Why did you sell it?


----------



## Ads_ClioV6 (Apr 27, 2014)

im honest didnt like it the wax was grainy bit like mustard if you understand im not here to knock any company and i wish sellers all the best but i felt let down by what i thought was going to be a aesome wax


----------



## monopol (Dec 2, 2014)

ADSCLIOCUP said:


> im honest didnt like it the wax was grainy bit like mustard if you understand im not here to knock any company and i wish sellers all the best but i felt let down by what i thought was going to be a aesome wax


Ok, thanks for being honest.

Anyone else got an other experiance?


----------



## Blueberry (Aug 10, 2007)

monopol said:


> Ok, thanks for being honest.
> 
> Anyone else got an other experiance?


Yeah all of the quotes from members above that have stated they like the BMD waxes they have used.


----------



## Blueberry (Aug 10, 2007)

Yellow Dave said:


> See now I would have said that bouncers were considerably nicer and easier to apply, not that bmd was hard or difficult in any way


Bouncers are nice waxes and I have a few. When I say easy, as an example, if I was to apply CTR I would need to second buff it a few hours after applying otherwise it gases due to the oils in it.
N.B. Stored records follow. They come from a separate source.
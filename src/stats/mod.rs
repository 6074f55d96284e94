/// Statistical building blocks: the KS comparison, the size-adjusted
/// critical value, and knee detection on the resulting curves.
pub mod knee;
pub mod ks;
pub mod threshold;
If I had waxed the car and wanted to go out in it the same day, a second buff may not feasible which would then result in parts of the car looking like the wax hadn't been buffed off properly in the first place, a few hours later.

I wouldn't have any such worries with BMD Sirius. It doesn't require a second buffing.
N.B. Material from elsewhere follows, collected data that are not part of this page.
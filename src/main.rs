use std::path::{Path, PathBuf};

use anyhow::{bail, Context, Result};
use clap::{Parser, Subcommand};
use log::{error, info};

use repsample::report::{JsonSink, ReportSink, SummarySink};
use repsample::{
    DatasetCatalog, PairDatasetScanner, ProbeConfig, SaturationPolicy, SingleDatasetScanner,
};

#[derive(Parser, Debug)]
#[command(name = "repsample")]
#[command(version)]
#[command(about = "Find the smallest representative sample fraction of numeric datasets", long_about = None)]
struct Cli {
    /// JSON configuration file (every key optional)
    #[arg(short, long, global = true, value_name = "FILE")]
    config: Option<PathBuf>,

    /// Seed for reproducible sampling
    #[arg(long, global = true)]
    seed: Option<u64>,

    /// Also write JSON reports into this directory
    #[arg(short, long, global = true, value_name = "DIR")]
    out: Option<PathBuf>,

    #[command(subcommand)]
    command: Command,
}

#[derive(Subcommand, Debug)]
enum Command {
    /// Scan every dataset in a directory for its representative fraction
    Single {
        /// Directory with .csv / .parquet / .json files
        #[arg(short, long, default_value = "./data")]
        dir: PathBuf,
    },
    /// Test whether two datasets share a distribution
    Pair {
        /// Directory holding both datasets
        #[arg(short, long, default_value = "./data")]
        dir: PathBuf,

        /// First dataset file name
        first: String,

        /// Second dataset file name
        second: String,

        /// Number of resampling trials
        #[arg(short, long)]
        trials: Option<usize>,

        /// Which saturated columns to leave out of each trial
        #[arg(long, value_enum)]
        saturation: Option<SaturationPolicy>,
    },
}

fn load_config(cli: &Cli) -> Result<ProbeConfig> {
    let mut config = match &cli.config {
        Some(path) => ProbeConfig::from_file(path)?,
        None => ProbeConfig::default(),
    };
    if let Some(seed) = cli.seed {
        config.seed = Some(seed);
    }
    if let Command::Pair {
        trials, saturation, ..
    } = &cli.command
    {
        if let Some(trials) = trials {
            config.trials = *trials;
        }
        if let Some(policy) = saturation {
            config.saturation = *policy;
        }
    }
    config.validate().context("invalid configuration")?;
    Ok(config)
}

fn sinks(out: Option<&Path>) -> Result<Vec<Box<dyn ReportSink>>> {
    let mut sinks: Vec<Box<dyn ReportSink>> = vec![Box::new(SummarySink::new(std::io::stdout()))];
    if let Some(dir) = out {
        sinks.push(Box::new(JsonSink::new(dir)?));
    }
    Ok(sinks)
}

fn run_single(config: &ProbeConfig, dir: &Path, out: Option<&Path>) -> Result<()> {
    let catalog = DatasetCatalog::load_dir(dir)?;
    if catalog.is_empty() {
        bail!("no datasets found in {}", dir.display());
    }
    let scanner = SingleDatasetScanner::from_config(config);
    let mut sinks = sinks(out)?;

    let mut failures = 0;
    for (id, dataset) in catalog.iter() {
        match scanner.report(id, dataset) {
            Ok(report) => {
                for sink in &mut sinks {
                    sink.single(id, &report)?;
                }
            }
            Err(e) => {
                error!("{id}: {} ({e})", e.kind());
                failures += 1;
            }
        }
    }
    if failures > 0 {
        bail!("{failures} of {} datasets could not be scanned", catalog.len());
    }
    Ok(())
}

fn run_pair(
    config: &ProbeConfig,
    dir: &Path,
    first: &str,
    second: &str,
    out: Option<&Path>,
) -> Result<()> {
    let mut catalog = DatasetCatalog::default();
    for id in [first, second] {
        let dataset = repsample::load_file(&dir.join(id))
            .with_context(|| format!("loading dataset '{id}'"))?;
        catalog.insert(id, dataset);
    }

    let label = format!("{first}__{second}");
    let report = PairDatasetScanner::from_config(config)
        .scan_pair(catalog.require(first)?, catalog.require(second)?, config.trials)
        .with_context(|| format!("comparing '{first}' with '{second}'"))?;
    info!("{label}: {} trials done", report.trials.len());

    for sink in &mut sinks(out)? {
        sink.pair(&label, &report)?;
    }
    Ok(())
}

fn main() -> Result<()> {
    env_logger::init();

    let cli = Cli::parse();
    let config = load_config(&cli)?;
    let out = cli.out.as_deref();

    match &cli.command {
        Command::Single { dir } => run_single(&config, dir, out),
        Command::Pair {
            dir, first, second, ..
        } => run_pair(&config, dir, first, second, out),
    }
}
This is not a slur on Bouncers waxes, not by any means but just an example of the ease of use if you like.


----------



## wanner69 (Mar 14, 2010)

Ive not tried any boucers but have all the BMD range, As blueberry has mentioned, sirius is a bit grainy but so what, it spreads effortlessly and removal is even easier. The rest are a joy to use also


----------



## SPARTAN (Nov 20, 2014)

Blueberry said:


> Yeah all of the quotes from members above that have stated they like the BMD waxes they have used.
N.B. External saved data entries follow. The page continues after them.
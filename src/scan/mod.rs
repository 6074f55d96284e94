/// Scanners: repeated subsampling plus per-column comparison.
///
/// ```text
///   Dataset ──► FractionSampler ──► subset ──► ks::compare (per column)
///                                                 │
///                      StatThreshold ─────────────┤
///                                                 ▼
///                              AggregateRow / TrialSample
/// ```
pub mod pair;
pub mod sampler;
pub mod single;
Absolutely this, and they have also stated that they are a pleasure to work with, oh and the look once applied is awesome.


----------



## chewy_ (Mar 5, 2014)

monopol said:


> Anyone else got an other experiance?


I have a fair few waxes in my collection, some of them expensive like Zymol Concours, Vintage, RG BL etc , others not so like Dodo PH, Dodo Blue Velvet etc.

In total I've got well over 30 waxes - just to name a few Victoria Waxes - Concours, Colllectors, Chaos, Mayhem. AF waxes Illusion, Spirit, Desire etc Bouncers CTR , Vanilla Ice.

There are waxes Ive got but haven't tried yet like BLackfire Midnight Sun, CG Blackwax, Victoria Chaos & Mayhem.

My point being, that anything I try and don't like gets sold on. Of the two BMD waxes that I tried they both underwhelmed me and both waxes texture wise weren't quite up there with any of my others. I had to sell them on as found them both grainy, and didn't really add anything to the finish. Waxes that I'd class as adding to the finish would be something like Pinnacle Souveran, P21S, Victoria Collectors, Dodo PH, Dodo SN, AF Illusion, Bouncers CTR, Raceglaze 55. Neither of the BMD waxes matched what what any of those mentioned could do (or any of my others for that matter) so they had to go.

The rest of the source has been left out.